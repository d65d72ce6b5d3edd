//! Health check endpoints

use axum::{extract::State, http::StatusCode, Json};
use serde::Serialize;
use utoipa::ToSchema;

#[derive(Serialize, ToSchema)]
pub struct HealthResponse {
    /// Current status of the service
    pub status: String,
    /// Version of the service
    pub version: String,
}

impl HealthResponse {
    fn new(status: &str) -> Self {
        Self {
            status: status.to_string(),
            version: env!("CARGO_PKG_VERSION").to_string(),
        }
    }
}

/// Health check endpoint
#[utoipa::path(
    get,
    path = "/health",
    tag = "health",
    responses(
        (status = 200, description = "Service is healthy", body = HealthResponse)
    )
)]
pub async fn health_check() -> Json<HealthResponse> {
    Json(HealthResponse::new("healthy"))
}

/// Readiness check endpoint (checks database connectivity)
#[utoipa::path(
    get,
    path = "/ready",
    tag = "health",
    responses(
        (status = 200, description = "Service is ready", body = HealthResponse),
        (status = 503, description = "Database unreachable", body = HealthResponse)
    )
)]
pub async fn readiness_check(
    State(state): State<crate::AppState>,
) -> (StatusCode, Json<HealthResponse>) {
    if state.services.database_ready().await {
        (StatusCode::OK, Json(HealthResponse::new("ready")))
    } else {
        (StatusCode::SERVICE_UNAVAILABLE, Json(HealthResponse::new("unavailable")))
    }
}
**********
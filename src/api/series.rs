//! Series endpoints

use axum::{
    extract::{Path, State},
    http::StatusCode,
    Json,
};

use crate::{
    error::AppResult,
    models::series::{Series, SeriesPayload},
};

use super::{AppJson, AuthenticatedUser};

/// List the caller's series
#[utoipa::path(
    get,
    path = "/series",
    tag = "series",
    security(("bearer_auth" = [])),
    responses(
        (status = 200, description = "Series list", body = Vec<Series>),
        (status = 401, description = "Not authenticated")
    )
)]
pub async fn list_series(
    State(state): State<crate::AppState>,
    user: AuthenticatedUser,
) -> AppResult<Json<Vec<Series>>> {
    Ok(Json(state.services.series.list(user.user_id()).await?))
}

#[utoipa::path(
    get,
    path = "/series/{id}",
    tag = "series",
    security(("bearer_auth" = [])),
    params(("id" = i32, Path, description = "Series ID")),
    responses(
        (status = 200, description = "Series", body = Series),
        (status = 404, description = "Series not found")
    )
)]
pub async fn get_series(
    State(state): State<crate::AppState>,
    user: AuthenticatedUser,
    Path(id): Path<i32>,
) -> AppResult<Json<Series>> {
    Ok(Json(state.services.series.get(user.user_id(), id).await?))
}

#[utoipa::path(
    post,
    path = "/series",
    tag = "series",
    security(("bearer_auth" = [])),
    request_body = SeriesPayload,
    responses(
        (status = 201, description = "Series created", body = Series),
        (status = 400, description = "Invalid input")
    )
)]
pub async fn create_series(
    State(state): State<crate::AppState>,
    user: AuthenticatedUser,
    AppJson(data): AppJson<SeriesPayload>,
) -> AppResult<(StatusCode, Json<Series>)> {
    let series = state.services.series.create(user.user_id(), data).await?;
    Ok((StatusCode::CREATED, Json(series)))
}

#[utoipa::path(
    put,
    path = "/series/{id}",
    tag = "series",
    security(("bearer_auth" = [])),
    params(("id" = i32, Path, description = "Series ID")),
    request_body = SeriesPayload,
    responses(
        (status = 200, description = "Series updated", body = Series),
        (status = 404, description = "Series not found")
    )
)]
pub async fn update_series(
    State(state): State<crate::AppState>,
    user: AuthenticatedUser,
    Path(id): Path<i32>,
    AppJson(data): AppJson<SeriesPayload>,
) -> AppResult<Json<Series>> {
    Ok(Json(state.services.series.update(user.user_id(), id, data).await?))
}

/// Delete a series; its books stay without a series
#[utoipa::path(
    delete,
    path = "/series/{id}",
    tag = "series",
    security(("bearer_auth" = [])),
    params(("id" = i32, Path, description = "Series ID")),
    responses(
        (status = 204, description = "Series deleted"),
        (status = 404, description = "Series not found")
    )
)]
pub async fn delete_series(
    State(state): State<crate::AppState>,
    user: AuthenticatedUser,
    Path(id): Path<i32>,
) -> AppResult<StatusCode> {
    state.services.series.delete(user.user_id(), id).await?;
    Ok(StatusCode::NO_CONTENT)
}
**********
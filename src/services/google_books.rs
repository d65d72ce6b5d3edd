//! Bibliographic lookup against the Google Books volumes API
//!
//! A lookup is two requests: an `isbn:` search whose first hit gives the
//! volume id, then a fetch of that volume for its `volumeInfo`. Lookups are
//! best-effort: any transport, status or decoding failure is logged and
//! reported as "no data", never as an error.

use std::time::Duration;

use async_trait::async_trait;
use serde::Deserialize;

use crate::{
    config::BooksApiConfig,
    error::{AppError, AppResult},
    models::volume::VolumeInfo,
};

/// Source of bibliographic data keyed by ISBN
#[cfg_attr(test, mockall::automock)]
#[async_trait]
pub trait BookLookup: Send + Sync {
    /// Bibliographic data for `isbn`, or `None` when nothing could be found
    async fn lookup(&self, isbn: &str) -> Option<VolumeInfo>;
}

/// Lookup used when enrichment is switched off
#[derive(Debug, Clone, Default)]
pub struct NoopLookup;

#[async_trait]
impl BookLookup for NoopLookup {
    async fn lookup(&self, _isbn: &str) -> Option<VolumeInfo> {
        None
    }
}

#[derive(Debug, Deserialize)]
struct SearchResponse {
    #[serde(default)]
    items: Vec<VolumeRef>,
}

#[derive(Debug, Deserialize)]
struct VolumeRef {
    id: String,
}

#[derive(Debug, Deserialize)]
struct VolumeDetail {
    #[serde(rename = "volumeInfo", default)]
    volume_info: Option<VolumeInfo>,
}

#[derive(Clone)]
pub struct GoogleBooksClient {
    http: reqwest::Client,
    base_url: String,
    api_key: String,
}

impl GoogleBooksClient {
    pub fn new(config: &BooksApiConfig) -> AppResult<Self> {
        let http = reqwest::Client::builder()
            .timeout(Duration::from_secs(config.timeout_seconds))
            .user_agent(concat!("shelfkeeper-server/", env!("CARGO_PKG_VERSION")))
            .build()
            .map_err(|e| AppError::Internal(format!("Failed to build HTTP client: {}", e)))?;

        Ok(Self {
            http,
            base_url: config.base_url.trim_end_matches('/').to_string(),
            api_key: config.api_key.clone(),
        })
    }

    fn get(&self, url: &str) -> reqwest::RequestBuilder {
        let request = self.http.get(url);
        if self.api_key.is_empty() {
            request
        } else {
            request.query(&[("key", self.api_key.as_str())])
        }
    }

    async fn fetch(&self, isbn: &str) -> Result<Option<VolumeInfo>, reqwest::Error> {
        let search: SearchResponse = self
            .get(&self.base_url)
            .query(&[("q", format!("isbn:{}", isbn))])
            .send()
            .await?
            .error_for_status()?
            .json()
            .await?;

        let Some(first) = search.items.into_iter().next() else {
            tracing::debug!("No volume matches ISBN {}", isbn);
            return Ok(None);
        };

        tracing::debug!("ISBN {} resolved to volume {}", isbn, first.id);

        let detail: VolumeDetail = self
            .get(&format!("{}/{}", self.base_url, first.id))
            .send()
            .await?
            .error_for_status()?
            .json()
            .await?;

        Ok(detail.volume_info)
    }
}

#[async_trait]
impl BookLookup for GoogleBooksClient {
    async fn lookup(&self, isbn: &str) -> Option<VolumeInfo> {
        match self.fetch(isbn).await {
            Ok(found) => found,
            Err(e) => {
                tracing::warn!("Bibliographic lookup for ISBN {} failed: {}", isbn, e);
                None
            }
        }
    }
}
**********
## Exercise brief
Scan the lines above, and whenever one holds the string "AppResult", copy it.

## Your response
    error::AppResult,
) -> AppResult<Json<Vec<Series>>> {
) -> AppResult<Json<Series>> {
) -> AppResult<(StatusCode, Json<Series>)> {
) -> AppResult<Json<Series>> {
) -> AppResult<StatusCode> {
    error::{AppError, AppResult},
    pub fn new(config: &BooksApiConfig) -> AppResult<Self> {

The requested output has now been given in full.